## [Activity]
Among the lines below, keep only those from the one containing "a per-index stagger of" through the one containing "let raw = math::floor(distance", and reproduce them exactly.

Items from a data source:
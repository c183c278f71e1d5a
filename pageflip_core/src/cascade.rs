// Copyright 2026 the Pageflip Authors
// SPDX-License-Identifier: Apache-2.0 OR MIT

//! Multi-page fan-out geometry and draw-order resolution.
//!
//! In cascade mode a strip of `N` materialized views animates over a
//! *local* distance domain `[0, end_distance]`, with each successive view
//! starting its turn a fixed stagger [`CascadeStrip::offset`] after its
//! predecessor. Several leaves are mid-turn at once; this module decides
//! which slots to evaluate each frame and in which order their views must
//! be painted so the physically turning leaf always lands on top.
//!
//! Drawing a fan in plain index order shows seams: a leaf past the 90°
//! threshold visually belongs to the *other* side of the spine, so its
//! entry adopts the successor view and a drawing-order key reflected
//! through `N - 1 - i`. Sorting all evaluated entries descending by key
//! yields the correct overlap.
//!
//! Only slots inside the visible window
//! ([`CascadeStrip::prev_visible_index`] ..
//! [`CascadeStrip::next_visible_index`]) are evaluated, so per-frame cost
//! is bounded by `180 / offset` regardless of strip length.

use smallvec::SmallVec;

use crate::distance::{FLIP_DISTANCE_PER_PAGE, degrees_flipped};
use crate::math;

/// One view to paint this frame, with its clip side and local rotation.
#[derive(Copy, Clone, Debug, PartialEq)]
pub struct CascadeEntry {
    /// Index into the strip's view sequence of the view to paint.
    pub view_index: usize,
    /// The evaluated slot this entry came from.
    pub slot: usize,
    /// Local degrees flipped of the evaluated slot, in `[0, 180)`.
    pub degrees: f64,
    /// `true` to clip to the front (next) half, `false` for the back
    /// (previous) half.
    pub front_half: bool,
    /// Sort key; entries paint in descending key order, so lower keys
    /// land later and nearer the viewer.
    pub drawing_order: usize,
}

/// Geometry of a cascade strip: `len` views staggered by `offset` units.
#[derive(Copy, Clone, Debug, PartialEq)]
pub struct CascadeStrip {
    len: usize,
    offset: f64,
}

impl CascadeStrip {
    /// Creates a strip over `len` views with a per-index stagger of
    /// `offset` distance units.
    #[must_use]
    pub fn new(len: usize, offset: f64) -> Self {
        debug_assert!(offset > 0.0, "cascade offset must be positive");
        Self { len, offset }
    }

    /// Number of views in the strip.
    #[must_use]
    pub fn len(&self) -> usize {
        self.len
    }

    /// Returns `true` for an empty strip.
    #[must_use]
    pub fn is_empty(&self) -> bool {
        self.len == 0
    }

    /// Per-index stagger in distance units.
    #[must_use]
    pub fn offset(&self) -> f64 {
        self.offset
    }

    /// The local distance at which the last view rests flat.
    ///
    /// The final turning slot is `len - 2`; its turn starts at
    /// `offset * (len - 2)` and completes a full 180° later.
    #[must_use]
    pub fn end_distance(&self) -> f64 {
        if self.len < 2 {
            0.0
        } else {
            FLIP_DISTANCE_PER_PAGE + self.offset * (self.len - 2) as f64
        }
    }

    /// Local degrees flipped of slot `slot` at strip distance `distance`.
    #[must_use]
    pub fn degrees_for(&self, slot: usize, distance: f64) -> f64 {
        degrees_flipped(distance - slot as f64 * self.offset)
    }

    /// Index of the view backing the front (next) half at `distance`.
    #[must_use]
    pub fn next_visible_index(&self, distance: f64) -> usize {
        if self.len == 0 || distance == 0.0 {
            return 0;
        }
        let raw = math::floor(distance / self.offset) as isize + 1;
        raw.clamp(0, self.len as isize - 1) as usize
    }

    /// Index of the view backing the back (previous) half at `distance`.
    #[must_use]
    pub fn prev_visible_index(&self, distance: f64) -> usize {
        let turned = distance - FLIP_DISTANCE_PER_PAGE;
        if turned < 0.0 {
            return 0;
        }
        let raw = math::floor(turned / self.offset) as isize + 1;
        raw.clamp(0, self.len as isize - 1) as usize
    }

    /// Resolves the paint sequence for the turning slots at `distance`.
    ///
    /// Every slot in `[prev_visible_index, next_visible_index)` produces
    /// exactly one entry. The returned sequence is in paint order (first
    /// entry deepest): within each half, leaves closer to the
    /// perpendicular paint later, which is what keeps the fan's overlap
    /// seamless.
    #[must_use]
    pub fn draw_order(&self, distance: f64) -> SmallVec<[CascadeEntry; 8]> {
        let next = self.next_visible_index(distance);
        let prev = self.prev_visible_index(distance);

        let mut entries = SmallVec::new();
        for slot in (prev..next).rev() {
            let degrees = self.degrees_for(slot, distance);
            let entry = if degrees > 90.0 {
                // Past the perpendicular: the back of this leaf shows the
                // successor's face, stacked above the settled side.
                CascadeEntry {
                    view_index: slot + 1,
                    slot,
                    degrees,
                    front_half: false,
                    drawing_order: self.len - 1 - slot,
                }
            } else {
                CascadeEntry {
                    view_index: slot,
                    slot,
                    degrees,
                    front_half: true,
                    drawing_order: slot,
                }
            };
            entries.push(entry);
        }

        entries.sort_by(|a: &CascadeEntry, b: &CascadeEntry| b.drawing_order.cmp(&a.drawing_order));
        entries
    }
}

#[cfg(test)]
mod tests {
    use super::*;

    #[test]
    fn end_distance_for_two_views_is_one_turn() {
        let strip = CascadeStrip::new(2, 30.0);
        assert_eq!(strip.end_distance(), 180.0);
    }

    #[test]
    fn end_distance_grows_with_the_stagger() {
        let strip = CascadeStrip::new(10, 30.0);
        assert_eq!(strip.end_distance(), 180.0 + 30.0 * 8.0);
    }

    #[test]
    fn rest_positions_have_no_turning_slots() {
        let strip = CascadeStrip::new(5, 30.0);
        assert!(strip.draw_order(0.0).is_empty());
        assert_eq!(strip.next_visible_index(0.0), 0);
        assert_eq!(strip.prev_visible_index(0.0), 0);
    }

    #[test]
    fn window_bounds_mid_animation() {
        let strip = CascadeStrip::new(10, 30.0);
        // 200 units in: slot 6 just started, slots past 20/30 are done.
        assert_eq!(strip.next_visible_index(200.0), 7);
        assert_eq!(strip.prev_visible_index(200.0), 1);
    }

    #[test]
    fn every_window_slot_is_evaluated_exactly_once() {
        let strip = CascadeStrip::new(10, 30.0);
        for step in 0..40 {
            let d = step as f64 * (strip.end_distance() / 39.0);
            let entries = strip.draw_order(d);
            let prev = strip.prev_visible_index(d);
            let next = strip.next_visible_index(d);
            assert_eq!(entries.len(), next - prev, "window size at {d}");
            let mut slots: alloc::vec::Vec<usize> = entries.iter().map(|e| e.slot).collect();
            slots.sort_unstable();
            slots.dedup();
            assert_eq!(slots.len(), entries.len(), "duplicate slot at {d}");
            assert!(slots.iter().all(|&s| (prev..next).contains(&s)));
        }
    }

    #[test]
    fn entries_are_sorted_descending_by_order() {
        let strip = CascadeStrip::new(10, 30.0);
        let entries = strip.draw_order(200.0);
        for pair in entries.windows(2) {
            assert!(pair[0].drawing_order >= pair[1].drawing_order);
        }
    }

    #[test]
    fn slots_past_perpendicular_adopt_the_successor() {
        let strip = CascadeStrip::new(10, 30.0);
        let entries = strip.draw_order(200.0);

        // Slot 1 is 170° in; it paints view 2 on the back half with a
        // reflected order key, above the settled neighbors on that side.
        let back = entries
            .iter()
            .find(|e| e.slot == 1)
            .expect("slot 1 evaluated");
        assert_eq!(back.view_index, 2);
        assert!(!back.front_half);
        assert_eq!(back.drawing_order, 8);
        assert_eq!(back.degrees, 170.0);

        // Slot 6 is only 20° in; it paints itself on the front half.
        let front = entries
            .iter()
            .find(|e| e.slot == 6)
            .expect("slot 6 evaluated");
        assert_eq!(front.view_index, 6);
        assert!(front.front_half);
        assert_eq!(front.drawing_order, 6);
        assert_eq!(front.degrees, 20.0);
    }

    #[test]
    fn leaves_near_the_perpendicular_paint_last_within_each_half() {
        let strip = CascadeStrip::new(10, 30.0);
        for step in 1..40 {
            let d = step as f64 * (strip.end_distance() / 40.0);
            let entries = strip.draw_order(d);

            // Front half: later entries are further into their turn.
            let front: alloc::vec::Vec<f64> = entries
                .iter()
                .filter(|e| e.front_half)
                .map(|e| e.degrees)
                .collect();
            for pair in front.windows(2) {
                assert!(pair[0] <= pair[1], "front order broke at {d}");
            }

            // Back half: later entries are closer back down to 90°.
            let back: alloc::vec::Vec<f64> = entries
                .iter()
                .filter(|e| !e.front_half)
                .map(|e| e.degrees)
                .collect();
            for pair in back.windows(2) {
                assert!(pair[0] >= pair[1], "back order broke at {d}");
            }
        }
    }
}
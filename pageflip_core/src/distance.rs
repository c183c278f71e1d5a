// Copyright 2026 the Pageflip Authors
// SPDX-License-Identifier: Apache-2.0 OR MIT

//! Mapping between flip distance, page indices, and rotation angles.
//!
//! The flip distance is a continuous scalar over the whole dataset:
//! [`FLIP_DISTANCE_PER_PAGE`] units of travel turn one leaf by 180°, so
//! page `p` rests at distance `p * 180`. Everything here is a pure
//! function of its inputs.
//!
//! The three index mappings differ only in their rounding and exist
//! because fling resolution picks different targets under different
//! velocity regimes: a fast forward fling floors, a fast backward fling
//! ceils, and a slow release rounds to the nearest page.

use crate::math;

/// Distance units corresponding to one full page turn (180°).
pub const FLIP_DISTANCE_PER_PAGE: f64 = 180.0;

/// Tolerance for treating a distance as resting exactly on a page.
pub const SETTLE_EPSILON: f64 = 0.1;

/// Returns the page index nearest to `distance`, rounding half-up.
#[must_use]
pub fn page_index_round(distance: f64) -> isize {
    math::round(distance / FLIP_DISTANCE_PER_PAGE) as isize
}

/// Returns the page index at or before `distance`.
#[must_use]
pub fn page_index_floor(distance: f64) -> isize {
    math::floor(distance / FLIP_DISTANCE_PER_PAGE) as isize
}

/// Returns the page index at or after `distance`.
#[must_use]
pub fn page_index_ceil(distance: f64) -> isize {
    math::ceil(distance / FLIP_DISTANCE_PER_PAGE) as isize
}

/// Returns the resting distance for `page`.
#[must_use]
pub fn distance_for_page(page: usize) -> f64 {
    page as f64 * FLIP_DISTANCE_PER_PAGE
}

/// Returns how far the active leaf has turned, in degrees within
/// `[0, 180)`.
///
/// The residue is always non-negative regardless of the direction of
/// travel, so `degrees_flipped(-10.0) == 170.0`. This single formula
/// drives every rotation and shading computation downstream.
#[must_use]
pub fn degrees_flipped(distance: f64) -> f64 {
    let mut local = distance % FLIP_DISTANCE_PER_PAGE;
    if local < 0.0 {
        local += FLIP_DISTANCE_PER_PAGE;
    }
    local
}

/// Returns `true` if `distance` rests on a page boundary within
/// [`SETTLE_EPSILON`].
#[must_use]
pub fn is_settled(distance: f64) -> bool {
    let local = degrees_flipped(distance);
    local < SETTLE_EPSILON || FLIP_DISTANCE_PER_PAGE - local < SETTLE_EPSILON
}
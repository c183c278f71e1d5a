// Copyright 2026 the Pageflip Authors
// SPDX-License-Identifier: Apache-2.0 OR MIT

// After you edit the crate's doc comment, run this command, then check README.md for any missing links
// cargo rdme --workspace-project=pageflip_engine --heading-base-level=0

//! Pageflip Engine: a complete page-flip navigation controller.
//!
//! [`FlipEngine`] fuses the pieces from `pageflip_core` and
//! `pageflip_gesture` into one frame-driven state machine: pointer events
//! and commands go in, committed flip state and [`FrameDescriptor`]s come
//! out. The engine owns no threads and no clock — hosts deliver input
//! serially, call [`FlipEngine::tick`] with a millisecond timestamp each
//! frame, then ask for the frame and drain pending [`FlipEvent`]s. All
//! state mutation for a tick completes before the frame is built, so a
//! frame never observes half-applied state.
//!
//! Page content stays with the host behind the [`PageAdapter`] boundary;
//! the engine borrows view handles while pages are live and returns them
//! through its recycler.
//!
//! ## Minimal example
//!
//! ```rust
//! use kurbo::Size;
//! use pageflip_engine::{FlipConfig, FlipEngine, PageAdapter};
//!
//! struct Pages(usize);
//!
//! impl PageAdapter for Pages {
//!     type Handle = usize;
//!     fn len(&self) -> usize {
//!         self.0
//!     }
//!     fn materialize(&mut self, index: usize, _recycled: Option<usize>) -> usize {
//!         index
//!     }
//! }
//!
//! let mut engine = FlipEngine::new(FlipConfig::default());
//! engine.set_viewport(Size::new(400.0, 600.0));
//! engine.set_adapter(Pages(5));
//!
//! engine.flip_to(2).unwrap();
//! assert_eq!(engine.current_page(), Some(2));
//! assert_eq!(engine.flip_distance(), 360.0);
//!
//! // Out-of-range navigation fails fast, with no state change.
//! assert!(engine.flip_to(7).is_err());
//! assert_eq!(engine.current_page(), Some(2));
//! ```
//!
//! This crate is `no_std` and uses `alloc`.

#![no_std]

extern crate alloc;

#[cfg(feature = "std")]
extern crate std;

#[cfg(not(any(feature = "std", feature = "libm")))]
compile_error!("pageflip_engine requires either the `std` or `libm` feature");

pub mod adapter;
pub mod animate;
pub mod events;

mod pages;

pub use adapter::PageAdapter;
pub use events::FlipEvent;
pub use pageflip_core::overflip::{OverFlipIndicator, OverFlipMode};
pub use pageflip_core::render::{
    FrameDescriptor, FrameOp, Overlay, OverlayKind, RenderEffects, RenderStyle,
};
pub use pageflip_core::{FLIP_DISTANCE_PER_PAGE, FlipAxis};
pub use pageflip_gesture::GestureConfig;

use alloc::vec::Vec;
use core::fmt;

use kurbo::{Point, Size};
use peniko::Color;
use smallvec::SmallVec;

use pageflip_core::cascade::CascadeStrip;
use pageflip_core::distance::{
    distance_for_page, is_settled, page_index_ceil, page_index_floor, page_index_round,
};
use pageflip_core::overflip::OverFlipper;
use pageflip_core::recycler::Recycler;
use pageflip_core::render;

use pageflip_gesture::{FlipGesture, GestureTransition};

use crate::animate::{AnimationDriver, Interpolation, fling_duration_ms};
use crate::events::EventQueue;
use crate::pages::{PageSlot, SlotSet};

/// How far a peek travels from the resting page: a quarter turn.
pub const PEEK_DELTA: f64 = FLIP_DISTANCE_PER_PAGE / 4.0;

/// Engine-wide tunables.
#[derive(Copy, Clone, Debug, PartialEq)]
pub struct FlipConfig {
    /// Flip axis of the surface.
    pub axis: FlipAxis,
    /// Gesture interpretation tunables.
    pub gesture: GestureConfig,
    /// Fling duration for exactly one page; longer flings grow with the
    /// square root of the distance.
    pub max_single_page_duration_ms: u64,
    /// Duration of one peek leg (out, or back).
    pub peek_duration_ms: u64,
    /// Duration of a whole cascade flight.
    pub cascade_duration_ms: u64,
    /// Per-index stagger of cascade turns, in distance units.
    pub cascade_offset: f64,
}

## [Output for this exercise]
    /// Creates a strip over `len` views with a per-index stagger of
    /// `offset` distance units.
    #[must_use]
    pub fn new(len: usize, offset: f64) -> Self {
        debug_assert!(offset > 0.0, "cascade offset must be positive");
        Self { len, offset }
    }

    /// Number of views in the strip.
    #[must_use]
    pub fn len(&self) -> usize {
        self.len
    }

    /// Returns `true` for an empty strip.
    #[must_use]
    pub fn is_empty(&self) -> bool {
        self.len == 0
    }

    /// Per-index stagger in distance units.
    #[must_use]
    pub fn offset(&self) -> f64 {
        self.offset
    }

    /// The local distance at which the last view rests flat.
    ///
    /// The final turning slot is `len - 2`; its turn starts at
    /// `offset * (len - 2)` and completes a full 180° later.
    #[must_use]
    pub fn end_distance(&self) -> f64 {
        if self.len < 2 {
            0.0
        } else {
            FLIP_DISTANCE_PER_PAGE + self.offset * (self.len - 2) as f64
        }
    }

    /// Local degrees flipped of slot `slot` at strip distance `distance`.
    #[must_use]
    pub fn degrees_for(&self, slot: usize, distance: f64) -> f64 {
        degrees_flipped(distance - slot as f64 * self.offset)
    }

    /// Index of the view backing the front (next) half at `distance`.
    #[must_use]
    pub fn next_visible_index(&self, distance: f64) -> usize {
        if self.len == 0 || distance == 0.0 {
            return 0;
        }
        let raw = math::floor(distance / self.offset) as isize + 1;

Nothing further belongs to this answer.